TASK TO COMPLETE: Whenever the string "record" turns up in a line below, that line should be copied.

DATA FOR REVIEW:
=======

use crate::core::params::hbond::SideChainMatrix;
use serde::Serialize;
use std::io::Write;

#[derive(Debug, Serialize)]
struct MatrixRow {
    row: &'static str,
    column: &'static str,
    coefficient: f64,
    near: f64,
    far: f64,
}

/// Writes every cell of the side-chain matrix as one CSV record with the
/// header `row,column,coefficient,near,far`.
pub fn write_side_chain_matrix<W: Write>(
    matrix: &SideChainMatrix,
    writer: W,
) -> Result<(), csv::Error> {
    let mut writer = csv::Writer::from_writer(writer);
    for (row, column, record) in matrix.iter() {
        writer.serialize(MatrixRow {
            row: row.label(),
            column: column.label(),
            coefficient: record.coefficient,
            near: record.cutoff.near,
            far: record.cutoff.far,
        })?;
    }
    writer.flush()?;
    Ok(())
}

=======

YOUR SOLUTION:
/// Writes every cell of the side-chain matrix as one CSV record with the
    for (row, column, record) in matrix.iter() {
            coefficient: record.coefficient,
            near: record.cutoff.near,
            far: record.cutoff.far,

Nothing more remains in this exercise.